### [ABOUT THIS TASK]
Give back the full listing exactly as written.

○ ○ ○ ○

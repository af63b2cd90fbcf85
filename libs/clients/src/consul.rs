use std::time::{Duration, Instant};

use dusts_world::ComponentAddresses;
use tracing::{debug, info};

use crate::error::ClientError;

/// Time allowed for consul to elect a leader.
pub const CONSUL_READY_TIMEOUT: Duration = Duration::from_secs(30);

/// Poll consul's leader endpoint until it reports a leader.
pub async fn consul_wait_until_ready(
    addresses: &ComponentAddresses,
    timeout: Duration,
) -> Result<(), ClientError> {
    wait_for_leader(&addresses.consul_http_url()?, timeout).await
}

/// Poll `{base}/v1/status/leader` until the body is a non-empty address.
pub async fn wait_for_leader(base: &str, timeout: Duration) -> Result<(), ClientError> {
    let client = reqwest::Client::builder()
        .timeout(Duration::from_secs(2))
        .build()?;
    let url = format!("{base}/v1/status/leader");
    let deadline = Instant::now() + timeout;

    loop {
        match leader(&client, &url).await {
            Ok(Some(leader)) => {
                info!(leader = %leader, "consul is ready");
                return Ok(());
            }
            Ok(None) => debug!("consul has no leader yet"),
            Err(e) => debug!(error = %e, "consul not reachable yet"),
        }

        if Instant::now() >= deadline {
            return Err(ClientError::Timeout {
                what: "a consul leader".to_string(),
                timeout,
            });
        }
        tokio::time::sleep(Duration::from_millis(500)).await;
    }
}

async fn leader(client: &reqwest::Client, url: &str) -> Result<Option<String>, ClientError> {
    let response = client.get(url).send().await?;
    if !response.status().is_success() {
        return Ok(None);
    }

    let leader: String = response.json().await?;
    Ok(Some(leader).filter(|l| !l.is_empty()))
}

○ ○ ○ ○

### [OUTPUT FOR THIS EXERCISE]
repository af63b2cd90fbcf85
filename libs/clients/src/consul.rs
use std::time::{Duration, Instant};

use dusts_world::ComponentAddresses;
use tracing::{debug, info};

use crate::error::ClientError;

/// Time allowed for consul to elect a leader.
pub const CONSUL_READY_TIMEOUT: Duration = Duration::from_secs(30);

/// Poll consul's leader endpoint until it reports a leader.
pub async fn consul_wait_until_ready(
    addresses: &ComponentAddresses,
    timeout: Duration,
) -> Result<(), ClientError> {
    wait_for_leader(&addresses.consul_http_url()?, timeout).await
}

/// Poll `{base}/v1/status/leader` until the body is a non-empty address.
pub async fn wait_for_leader(base: &str, timeout: Duration) -> Result<(), ClientError> {
    let client = reqwest::Client::builder()
        .timeout(Duration::from_secs(2))
        .build()?;
    let url = format!("{base}/v1/status/leader");
    let deadline = Instant::now() + timeout;

    loop {
        match leader(&client, &url).await {
            Ok(Some(leader)) => {
                info!(leader = %leader, "consul is ready");
                return Ok(());
            }
            Ok(None) => debug!("consul has no leader yet"),
            Err(e) => debug!(error = %e, "consul not reachable yet"),
        }

        if Instant::now() >= deadline {
            return Err(ClientError::Timeout {
                what: "a consul leader".to_string(),
                timeout,
            });
        }
        tokio::time::sleep(Duration::from_millis(500)).await;
    }
}

async fn leader(client: &reqwest::Client, url: &str) -> Result<Option<String>, ClientError> {
    let response = client.get(url).send().await?;
    if !response.status().is_success() {
        return Ok(None);
    }

    let leader: String = response.json().await?;
    Ok(Some(leader).filter(|l| !l.is_empty()))
}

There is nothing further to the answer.